The present invention provides a speech enhancement method and apparatus, a device and a storage medium. The method includes: acquiring a first speech signal and a second speech signal; obtaining a signal to noise ratio of the first speech signal; determining, according to the signal to noise ratio of the first speech signal, a fusion coefficient of filtered signals corresponding to the first speech signal and the second speech signal; and performing, according to the fusion coefficient, speech fusion processing on the filtered signals corresponding to the first speech signal and the second speech signal to obtain an enhanced speech signal. Thereby, it is realized that a fusion coefficient of speech signals of a non-air conduction speech sensor and an air conduction speech sensor is adaptively adjusted according to environment noise, thereby improving the signal quality after speech fusion, and improving the effect of speech enhancement.

Description

    TECHNICAL FIELD
  • The present application relates to the field of speech processing technology, and in particular, to a speech enhancement method and apparatus, a device and a storage medium.
  • BACKGROUND
  • Speech enhancement is an important part of speech signal processing. By enhancing speech signals, the clarity, intelligibility and comfort of the speech in a noisy environment can be improved, thereby improving the human auditory perception effect. In a speech processing system, before processing various speech signals, it is often necessary to perform speech enhancement processing first, thereby reducing the influence of noise on the speech processing system.
  • At present, the combination of a non-air conduction speech sensor and an air conduction speech sensor is generally used to improve speech quality. A voiced/unvoiced segment is determined according to the non-air conduction speech sensor and the determined voiced segment is applied to the air conduction speech sensor to extract the speech signals therein.
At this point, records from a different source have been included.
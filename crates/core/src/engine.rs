//! Contracts for the platform speech engines.
//!
//! Engines report progress through the sink handed to `start`/`speak`. Control methods are
//! called while adapter state is locked: they must return promptly and must not call back
//! into the adapter. Reporting through a sink is always safe.

use serde::{Deserialize, Serialize};
use tokio::sync::mpsc;

/// Result of probing a platform capability.
#[derive(Debug, Clone, Copy, PartialEq, Eq, Serialize, Deserialize)]
#[serde(rename_all = "kebab-case")]
pub enum Capability {
    Supported,
    Unsupported,
    /// Presence is only known once the engine is first started.
    UnknownUntilProbed,
}

/// Error returned by an engine control method. `class` follows the platform's error
/// vocabulary, e.g. "not-allowed" or "network".
#[derive(Debug, Clone, PartialEq, Eq, thiserror::Error)]
#[error("{class}")]
pub struct EngineError {
    pub class: String,
}

impl EngineError {
    pub fn new(class: impl Into<String>) -> Self {
        Self {
            class: class.into(),
        }
    }
}

/// One hypothesis within a recognition result batch.
#[derive(Debug, Clone, PartialEq, Eq)]
pub struct RecognitionSegment {
    pub transcript: String,
    pub is_final: bool,
}

impl RecognitionSegment {
    pub fn final_text(transcript: impl Into<String>) -> Self {
        Self {
            transcript: transcript.into(),
            is_final: true,
        }
    }

    pub fn interim(transcript: impl Into<String>) -> Self {
        Self {
            transcript: transcript.into(),
            is_final: false,
        }
    }
}

#[derive(Debug, Clone, PartialEq, Eq)]
pub enum RecognitionEvent {
    Start,
    End,
    Result(Vec<RecognitionSegment>),
    Error(String),
}

/// Where a recognition run reports its events. Each call to
/// [`RecognitionEngine::start`] gets a sink tagged with its own run number.
#[derive(Debug, Clone)]
pub struct RecognitionSink {
    run: u64,
    tx: mpsc::UnboundedSender<(u64, RecognitionEvent)>,
}

impl RecognitionSink {
    pub(crate) fn new(run: u64, tx: mpsc::UnboundedSender<(u64, RecognitionEvent)>) -> Self {
        Self { run, tx }
    }

    pub fn send(&self, event: RecognitionEvent) {
        // The adapter is gone; nothing is listening for this run anymore.
        let _ = self.tx.send((self.run, event));
    }

    pub fn started(&self) {
        self.send(RecognitionEvent::Start);
    }

    pub fn ended(&self) {
        self.send(RecognitionEvent::End);
    }

    pub fn result(&self, segments: Vec<RecognitionSegment>) {
        self.send(RecognitionEvent::Result(segments));
    }

    pub fn error(&self, class: impl Into<String>) {
        self.send(RecognitionEvent::Error(class.into()));
    }
}

/// A continuous, interim-results-enabled speech recognizer.
pub trait RecognitionEngine: Send + Sync {
    fn capability(&self) -> Capability {
        Capability::UnknownUntilProbed
    }

    /// Begins a recognition run reporting to `sink`.
    fn start(&self, sink: RecognitionSink) -> Result<(), EngineError>;

    /// Ends the current run. The engine may still report `End` for it afterwards.
    fn stop(&self);
}

#[derive(Debug, Clone, PartialEq, Eq, Serialize, Deserialize)]
pub struct SynthesisVoice {
    pub name: String,
    pub lang: String,
}

impl SynthesisVoice {
    pub fn new(name: impl Into<String>, lang: impl Into<String>) -> Self {
        Self {
            name: name.into(),
            lang: lang.into(),
        }
    }
}

/// A fully resolved request to speak text.
#[derive(Debug, Clone, PartialEq)]
pub struct Utterance {
    pub text: String,
    pub voice: Option<SynthesisVoice>,
    pub rate: f32,
    pub pitch: f32,
    pub volume: f32,
}

#[derive(Debug, Clone, PartialEq, Eq)]
pub enum UtteranceEvent {
    Start,
    End,
    Error(String),
}

/// Where one utterance reports its playback progress.
#[derive(Debug, Clone)]
pub struct UtteranceSink {
    tx: mpsc::UnboundedSender<UtteranceEvent>,
}

impl UtteranceSink {
    pub(crate) fn new(tx: mpsc::UnboundedSender<UtteranceEvent>) -> Self {
        Self { tx }
    }

    pub fn started(&self) {
        let _ = self.tx.send(UtteranceEvent::Start);
    }

    pub fn finished(&self) {
        let _ = self.tx.send(UtteranceEvent::End);
    }

    pub fn failed(&self, reason: impl Into<String>) {
        let _ = self.tx.send(UtteranceEvent::Error(reason.into()));
    }
}

/// A text-to-speech engine playing at most one utterance at a time.
pub trait SynthesisEngine: Send + Sync {
    fn capability(&self) -> Capability {
        Capability::Supported
    }

    fn voices(&self) -> Vec<SynthesisVoice>;

    /// Queues `utterance` for playback, reporting to `sink`.
    fn speak(&self, utterance: Utterance, sink: UtteranceSink);

    /// Drops whatever is playing or queued.
    fn cancel(&self);
}
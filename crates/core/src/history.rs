use async_trait::async_trait;

/// Collaborator told about every call that ends, so the companion's session history can
/// be updated.
#[async_trait]
pub trait SessionHistory: Send + Sync {
    async fn session_ended(&self, companion_id: &str) -> anyhow::Result<()>;
}

/// Keeps no history.
#[derive(Debug, Default, Clone, Copy)]
pub struct NoopHistory;

#[async_trait]
impl SessionHistory for NoopHistory {
    async fn session_ended(&self, companion_id: &str) -> anyhow::Result<()> {
        tracing::debug!(companion_id, "Session ended; history disabled.");
        Ok(())
    }
}
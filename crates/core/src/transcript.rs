use crate::types::Role;
use chrono::{DateTime, Utc};
use serde::{Deserialize, Serialize};

/// One finalized message of a conversation.
#[derive(Debug, Clone, PartialEq, Serialize, Deserialize)]
pub struct TranscriptEntry {
    pub role: Role,
    pub content: String,
    /// Never earlier than the timestamp of the entry before it.
    pub timestamp: DateTime<Utc>,
}

/// Append-only log of the messages exchanged in one session, in causal order.
#[derive(Debug, Default, Clone)]
pub struct Transcript {
    entries: Vec<TranscriptEntry>,
}

impl Transcript {
    pub fn new() -> Self {
        Self::default()
    }

    /// Appends a message and returns a copy of the stored entry.
    pub fn append(&mut self, role: Role, content: impl Into<String>) -> TranscriptEntry {
        let now = Utc::now();
        let timestamp = match self.entries.last() {
            Some(last) if last.timestamp > now => last.timestamp,
            _ => now,
        };
        let entry = TranscriptEntry {
            role,
            content: content.into(),
            timestamp,
        };
        self.entries.push(entry.clone());
        entry
    }

    /// The last `window` entries, oldest first.
    pub fn recent(&self, window: usize) -> &[TranscriptEntry] {
        let start = self.entries.len().saturating_sub(window);
        &self.entries[start..]
    }

    pub fn entries(&self) -> &[TranscriptEntry] {
        &self.entries
    }

    pub fn len(&self) -> usize {
        self.entries.len()
    }

    pub fn is_empty(&self) -> bool {
        self.entries.is_empty()
    }

    pub fn clear(&mut self) {
        self.entries.clear();
    }
}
  • However, high frequency speech signals of the non-air conduction speech sensor are easily interfered by high frequency noise, resulting in a serious loss of the speech signals in the high frequency part, thereby affecting the quality of the output speech signals.
  • SUMMARY
  • The present invention provides a speech enhancement method and apparatus, a device and a storage medium, which can adaptively adjust a fusion coefficient of speech signals of a non-air conduction speech sensor and an air conduction speech sensor according to environment noise, thereby improving the signal quality after speech fusion, and improving the effect of speech enhancement.
  • In a first aspect, an embodiment of the present invention provides a speech enhancement method, including:
    • acquiring a first speech signal and a second speech signal;
    • obtaining a signal to noise ratio of the first speech signal;
    • determining, according to the signal to noise ratio of the first speech signal, a fusion coefficient of filtered signals corresponding to the first speech signal and the second speech signal; and
    • performing, according to the fusion coefficient, speech fusion processing on the filtered signals corresponding to the first speech signal and the second speech signal to obtain an enhanced speech signal.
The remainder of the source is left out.